- [How to complete this task]
Up to and including the line that contains "use thiserror::Error;", reproduce every line exactly, beginning with the first line below.

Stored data
= Beginning of Section =
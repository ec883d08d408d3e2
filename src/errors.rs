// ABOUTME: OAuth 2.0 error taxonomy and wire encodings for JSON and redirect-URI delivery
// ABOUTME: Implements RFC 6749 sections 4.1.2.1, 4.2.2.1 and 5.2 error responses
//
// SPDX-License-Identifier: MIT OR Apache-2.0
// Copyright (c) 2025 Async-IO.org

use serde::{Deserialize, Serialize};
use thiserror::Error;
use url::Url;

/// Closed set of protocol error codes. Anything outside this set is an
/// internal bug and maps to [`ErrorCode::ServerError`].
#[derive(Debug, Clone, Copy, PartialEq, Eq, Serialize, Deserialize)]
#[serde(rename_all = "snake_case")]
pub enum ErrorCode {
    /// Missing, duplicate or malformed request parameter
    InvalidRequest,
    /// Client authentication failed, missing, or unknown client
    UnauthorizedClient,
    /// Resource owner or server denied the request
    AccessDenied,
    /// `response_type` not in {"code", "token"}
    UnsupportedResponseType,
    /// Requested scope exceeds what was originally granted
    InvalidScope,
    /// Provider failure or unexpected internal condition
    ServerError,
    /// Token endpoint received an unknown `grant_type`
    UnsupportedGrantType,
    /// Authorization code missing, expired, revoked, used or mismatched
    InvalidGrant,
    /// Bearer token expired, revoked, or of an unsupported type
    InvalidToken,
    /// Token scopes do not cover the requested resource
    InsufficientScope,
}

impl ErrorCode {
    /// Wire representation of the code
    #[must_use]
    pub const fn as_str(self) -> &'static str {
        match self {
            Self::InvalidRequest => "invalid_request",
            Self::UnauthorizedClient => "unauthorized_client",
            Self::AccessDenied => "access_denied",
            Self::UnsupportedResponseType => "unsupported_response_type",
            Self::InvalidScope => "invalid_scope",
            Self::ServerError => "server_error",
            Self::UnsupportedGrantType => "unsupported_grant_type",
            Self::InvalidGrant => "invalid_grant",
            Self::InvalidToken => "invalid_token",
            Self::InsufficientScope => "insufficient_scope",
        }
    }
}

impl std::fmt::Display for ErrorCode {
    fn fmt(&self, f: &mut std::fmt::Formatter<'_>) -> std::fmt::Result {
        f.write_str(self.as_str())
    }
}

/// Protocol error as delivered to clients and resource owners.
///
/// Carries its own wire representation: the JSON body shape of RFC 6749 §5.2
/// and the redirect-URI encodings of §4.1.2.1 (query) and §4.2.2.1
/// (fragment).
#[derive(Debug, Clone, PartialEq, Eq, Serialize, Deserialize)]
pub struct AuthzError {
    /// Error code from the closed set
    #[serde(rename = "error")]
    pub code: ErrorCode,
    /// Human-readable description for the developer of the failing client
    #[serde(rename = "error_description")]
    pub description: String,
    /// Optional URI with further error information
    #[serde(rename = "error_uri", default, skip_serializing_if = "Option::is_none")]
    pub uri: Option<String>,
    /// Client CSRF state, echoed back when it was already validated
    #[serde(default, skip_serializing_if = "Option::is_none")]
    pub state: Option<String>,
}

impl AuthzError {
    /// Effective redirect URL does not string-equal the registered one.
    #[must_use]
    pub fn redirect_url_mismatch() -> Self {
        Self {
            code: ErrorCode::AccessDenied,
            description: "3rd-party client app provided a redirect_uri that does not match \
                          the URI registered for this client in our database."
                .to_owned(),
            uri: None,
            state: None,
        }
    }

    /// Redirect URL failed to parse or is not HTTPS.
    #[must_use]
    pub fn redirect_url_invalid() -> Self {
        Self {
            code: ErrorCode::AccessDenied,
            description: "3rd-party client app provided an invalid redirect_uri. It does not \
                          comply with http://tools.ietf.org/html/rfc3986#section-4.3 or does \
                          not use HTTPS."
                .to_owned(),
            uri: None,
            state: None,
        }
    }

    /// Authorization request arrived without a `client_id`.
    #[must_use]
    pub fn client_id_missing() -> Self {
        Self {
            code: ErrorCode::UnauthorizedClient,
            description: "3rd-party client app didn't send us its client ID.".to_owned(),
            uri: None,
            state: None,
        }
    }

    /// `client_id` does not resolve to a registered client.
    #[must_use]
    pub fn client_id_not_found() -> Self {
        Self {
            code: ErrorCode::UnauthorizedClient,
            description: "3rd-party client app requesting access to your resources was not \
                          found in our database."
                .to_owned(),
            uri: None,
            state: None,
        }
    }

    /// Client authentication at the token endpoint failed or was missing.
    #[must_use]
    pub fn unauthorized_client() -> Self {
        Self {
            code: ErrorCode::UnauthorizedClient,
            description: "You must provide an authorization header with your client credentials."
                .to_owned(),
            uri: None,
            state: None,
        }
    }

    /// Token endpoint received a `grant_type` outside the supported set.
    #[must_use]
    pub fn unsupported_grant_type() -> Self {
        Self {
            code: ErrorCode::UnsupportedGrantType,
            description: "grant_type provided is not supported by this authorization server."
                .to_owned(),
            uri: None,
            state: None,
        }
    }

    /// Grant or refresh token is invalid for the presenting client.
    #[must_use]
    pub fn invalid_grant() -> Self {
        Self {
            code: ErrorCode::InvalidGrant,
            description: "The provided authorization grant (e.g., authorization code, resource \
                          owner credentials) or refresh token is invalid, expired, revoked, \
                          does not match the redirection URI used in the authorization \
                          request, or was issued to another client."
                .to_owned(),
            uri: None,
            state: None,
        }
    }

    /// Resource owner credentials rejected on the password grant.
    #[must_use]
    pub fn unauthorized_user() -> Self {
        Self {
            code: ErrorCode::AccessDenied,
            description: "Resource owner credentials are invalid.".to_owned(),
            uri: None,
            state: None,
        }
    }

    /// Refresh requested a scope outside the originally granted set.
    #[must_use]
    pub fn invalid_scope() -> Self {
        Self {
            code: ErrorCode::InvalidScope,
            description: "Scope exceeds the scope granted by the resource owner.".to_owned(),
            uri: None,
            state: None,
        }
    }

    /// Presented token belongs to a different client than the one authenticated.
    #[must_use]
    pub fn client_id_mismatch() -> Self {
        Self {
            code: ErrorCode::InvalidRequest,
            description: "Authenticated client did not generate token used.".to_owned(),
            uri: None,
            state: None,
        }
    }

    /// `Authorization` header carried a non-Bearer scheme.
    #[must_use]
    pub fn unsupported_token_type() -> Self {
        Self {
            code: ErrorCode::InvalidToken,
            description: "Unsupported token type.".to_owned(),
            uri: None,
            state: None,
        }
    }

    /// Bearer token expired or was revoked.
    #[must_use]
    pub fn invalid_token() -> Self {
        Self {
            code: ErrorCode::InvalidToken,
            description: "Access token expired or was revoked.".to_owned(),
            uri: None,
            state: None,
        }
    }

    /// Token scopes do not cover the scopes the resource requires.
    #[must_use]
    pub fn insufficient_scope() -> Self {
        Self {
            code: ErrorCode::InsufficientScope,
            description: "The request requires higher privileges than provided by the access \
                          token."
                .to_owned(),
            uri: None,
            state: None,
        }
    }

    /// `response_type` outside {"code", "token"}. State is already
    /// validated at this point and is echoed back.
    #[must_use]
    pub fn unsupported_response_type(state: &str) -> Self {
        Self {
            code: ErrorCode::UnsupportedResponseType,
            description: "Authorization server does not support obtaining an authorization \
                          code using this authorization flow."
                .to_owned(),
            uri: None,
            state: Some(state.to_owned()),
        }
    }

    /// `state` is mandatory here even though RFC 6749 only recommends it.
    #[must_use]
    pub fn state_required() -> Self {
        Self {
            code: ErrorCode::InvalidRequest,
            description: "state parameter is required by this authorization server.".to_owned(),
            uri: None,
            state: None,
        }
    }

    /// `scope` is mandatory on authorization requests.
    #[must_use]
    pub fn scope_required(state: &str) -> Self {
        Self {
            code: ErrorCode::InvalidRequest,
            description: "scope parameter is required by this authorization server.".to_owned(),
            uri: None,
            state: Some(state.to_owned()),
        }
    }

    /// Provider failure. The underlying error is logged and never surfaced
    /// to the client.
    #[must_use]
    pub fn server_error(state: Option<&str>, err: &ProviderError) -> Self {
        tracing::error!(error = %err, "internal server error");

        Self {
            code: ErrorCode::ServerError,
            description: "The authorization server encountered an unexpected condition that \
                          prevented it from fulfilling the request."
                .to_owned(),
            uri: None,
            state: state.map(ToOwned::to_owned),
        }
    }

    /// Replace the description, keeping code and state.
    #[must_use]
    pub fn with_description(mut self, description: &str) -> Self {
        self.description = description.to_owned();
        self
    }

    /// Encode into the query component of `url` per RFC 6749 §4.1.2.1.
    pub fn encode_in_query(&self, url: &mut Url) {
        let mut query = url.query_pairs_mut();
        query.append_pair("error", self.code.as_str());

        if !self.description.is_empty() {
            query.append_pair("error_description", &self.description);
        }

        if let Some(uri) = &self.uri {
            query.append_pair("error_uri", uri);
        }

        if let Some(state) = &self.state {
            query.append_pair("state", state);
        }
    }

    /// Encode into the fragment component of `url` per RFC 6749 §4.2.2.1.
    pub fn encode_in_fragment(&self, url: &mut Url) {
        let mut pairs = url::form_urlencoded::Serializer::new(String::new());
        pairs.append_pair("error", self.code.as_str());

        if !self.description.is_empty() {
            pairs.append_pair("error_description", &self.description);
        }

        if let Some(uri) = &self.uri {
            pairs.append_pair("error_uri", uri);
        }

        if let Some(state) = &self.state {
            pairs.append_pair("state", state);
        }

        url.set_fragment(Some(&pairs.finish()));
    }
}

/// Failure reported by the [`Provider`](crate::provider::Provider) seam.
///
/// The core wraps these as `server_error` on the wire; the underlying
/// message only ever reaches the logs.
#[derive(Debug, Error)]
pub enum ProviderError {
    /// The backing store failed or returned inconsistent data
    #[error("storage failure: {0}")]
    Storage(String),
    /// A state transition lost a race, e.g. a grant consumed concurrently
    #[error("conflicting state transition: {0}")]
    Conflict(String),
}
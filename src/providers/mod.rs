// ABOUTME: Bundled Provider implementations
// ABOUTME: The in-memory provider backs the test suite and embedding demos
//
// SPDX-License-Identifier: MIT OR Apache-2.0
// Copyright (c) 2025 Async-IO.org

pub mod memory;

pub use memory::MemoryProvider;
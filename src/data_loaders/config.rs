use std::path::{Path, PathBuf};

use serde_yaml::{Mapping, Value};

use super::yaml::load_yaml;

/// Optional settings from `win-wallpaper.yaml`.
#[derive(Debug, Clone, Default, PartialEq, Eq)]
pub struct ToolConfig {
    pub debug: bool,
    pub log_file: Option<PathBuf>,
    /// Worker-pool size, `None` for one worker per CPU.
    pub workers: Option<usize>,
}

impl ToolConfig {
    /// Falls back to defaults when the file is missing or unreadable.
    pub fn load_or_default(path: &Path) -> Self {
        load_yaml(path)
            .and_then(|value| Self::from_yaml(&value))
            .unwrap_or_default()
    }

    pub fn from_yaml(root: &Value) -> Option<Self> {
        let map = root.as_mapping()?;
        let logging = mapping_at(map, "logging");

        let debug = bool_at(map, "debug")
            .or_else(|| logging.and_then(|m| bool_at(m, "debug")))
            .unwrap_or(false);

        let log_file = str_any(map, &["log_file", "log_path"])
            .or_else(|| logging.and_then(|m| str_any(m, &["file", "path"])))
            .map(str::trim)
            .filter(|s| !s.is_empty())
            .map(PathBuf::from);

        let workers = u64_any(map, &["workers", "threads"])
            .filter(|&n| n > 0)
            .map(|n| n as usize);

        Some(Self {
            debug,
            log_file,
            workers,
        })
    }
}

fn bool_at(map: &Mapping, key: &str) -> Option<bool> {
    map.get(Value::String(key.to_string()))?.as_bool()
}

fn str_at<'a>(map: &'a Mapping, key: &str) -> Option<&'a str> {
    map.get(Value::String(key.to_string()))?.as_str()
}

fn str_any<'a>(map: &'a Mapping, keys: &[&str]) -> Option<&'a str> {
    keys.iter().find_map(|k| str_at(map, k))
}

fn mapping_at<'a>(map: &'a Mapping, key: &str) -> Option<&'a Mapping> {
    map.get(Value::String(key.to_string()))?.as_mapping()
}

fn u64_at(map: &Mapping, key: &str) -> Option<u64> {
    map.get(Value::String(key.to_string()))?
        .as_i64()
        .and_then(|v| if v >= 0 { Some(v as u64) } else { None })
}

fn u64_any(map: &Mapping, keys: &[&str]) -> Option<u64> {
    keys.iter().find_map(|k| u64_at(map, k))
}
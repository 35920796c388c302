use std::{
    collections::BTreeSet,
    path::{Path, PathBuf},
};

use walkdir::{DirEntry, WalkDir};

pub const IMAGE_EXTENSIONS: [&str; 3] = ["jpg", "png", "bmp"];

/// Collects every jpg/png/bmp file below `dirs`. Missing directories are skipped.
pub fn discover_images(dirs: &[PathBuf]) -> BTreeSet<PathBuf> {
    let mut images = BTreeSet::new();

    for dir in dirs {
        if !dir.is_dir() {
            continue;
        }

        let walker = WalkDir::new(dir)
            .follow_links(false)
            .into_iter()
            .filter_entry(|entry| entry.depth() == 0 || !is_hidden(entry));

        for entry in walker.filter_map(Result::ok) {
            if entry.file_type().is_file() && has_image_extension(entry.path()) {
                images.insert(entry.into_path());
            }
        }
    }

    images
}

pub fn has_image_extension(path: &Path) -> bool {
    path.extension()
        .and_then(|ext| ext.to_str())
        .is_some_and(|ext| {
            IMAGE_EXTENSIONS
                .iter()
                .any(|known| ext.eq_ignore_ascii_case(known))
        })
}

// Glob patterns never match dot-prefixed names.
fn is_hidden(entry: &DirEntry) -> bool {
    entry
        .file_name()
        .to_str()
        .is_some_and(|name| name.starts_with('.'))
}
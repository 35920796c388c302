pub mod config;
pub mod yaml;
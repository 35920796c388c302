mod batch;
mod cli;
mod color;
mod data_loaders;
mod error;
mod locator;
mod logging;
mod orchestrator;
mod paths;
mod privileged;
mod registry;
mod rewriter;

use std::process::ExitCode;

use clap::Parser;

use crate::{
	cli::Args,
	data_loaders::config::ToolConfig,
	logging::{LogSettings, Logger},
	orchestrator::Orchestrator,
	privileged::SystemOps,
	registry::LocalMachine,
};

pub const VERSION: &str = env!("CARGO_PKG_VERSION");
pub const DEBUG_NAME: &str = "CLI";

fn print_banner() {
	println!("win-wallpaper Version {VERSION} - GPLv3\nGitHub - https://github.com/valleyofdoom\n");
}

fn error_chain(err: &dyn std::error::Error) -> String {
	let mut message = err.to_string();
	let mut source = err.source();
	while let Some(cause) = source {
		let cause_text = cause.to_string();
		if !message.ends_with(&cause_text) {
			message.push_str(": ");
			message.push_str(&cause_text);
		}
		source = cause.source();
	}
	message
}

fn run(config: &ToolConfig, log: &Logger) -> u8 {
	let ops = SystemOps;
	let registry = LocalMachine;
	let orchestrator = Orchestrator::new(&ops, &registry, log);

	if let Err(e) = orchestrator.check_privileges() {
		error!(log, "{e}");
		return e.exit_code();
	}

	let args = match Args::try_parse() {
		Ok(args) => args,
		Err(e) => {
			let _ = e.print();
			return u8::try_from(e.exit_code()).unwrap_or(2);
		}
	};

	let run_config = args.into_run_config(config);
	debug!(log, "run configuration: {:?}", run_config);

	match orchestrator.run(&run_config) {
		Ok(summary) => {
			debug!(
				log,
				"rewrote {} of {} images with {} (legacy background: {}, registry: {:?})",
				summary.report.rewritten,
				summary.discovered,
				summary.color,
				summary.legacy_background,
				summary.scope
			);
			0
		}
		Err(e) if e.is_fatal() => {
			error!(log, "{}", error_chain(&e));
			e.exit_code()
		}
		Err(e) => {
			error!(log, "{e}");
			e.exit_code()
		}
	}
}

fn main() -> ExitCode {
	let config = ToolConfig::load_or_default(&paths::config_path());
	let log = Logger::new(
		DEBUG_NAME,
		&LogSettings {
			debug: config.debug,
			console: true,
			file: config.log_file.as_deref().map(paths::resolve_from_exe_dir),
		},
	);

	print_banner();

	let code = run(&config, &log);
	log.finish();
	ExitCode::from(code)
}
= End of Section =
- [Result for this exercise]
repository ec883d08d408d3e2
filename src/errors.rs
// ABOUTME: OAuth 2.0 error taxonomy and wire encodings for JSON and redirect-URI delivery
// ABOUTME: Implements RFC 6749 sections 4.1.2.1, 4.2.2.1 and 5.2 error responses
//
// SPDX-License-Identifier: MIT OR Apache-2.0
// Copyright (c) 2025 Async-IO.org

use serde::{Deserialize, Serialize};
use thiserror::Error;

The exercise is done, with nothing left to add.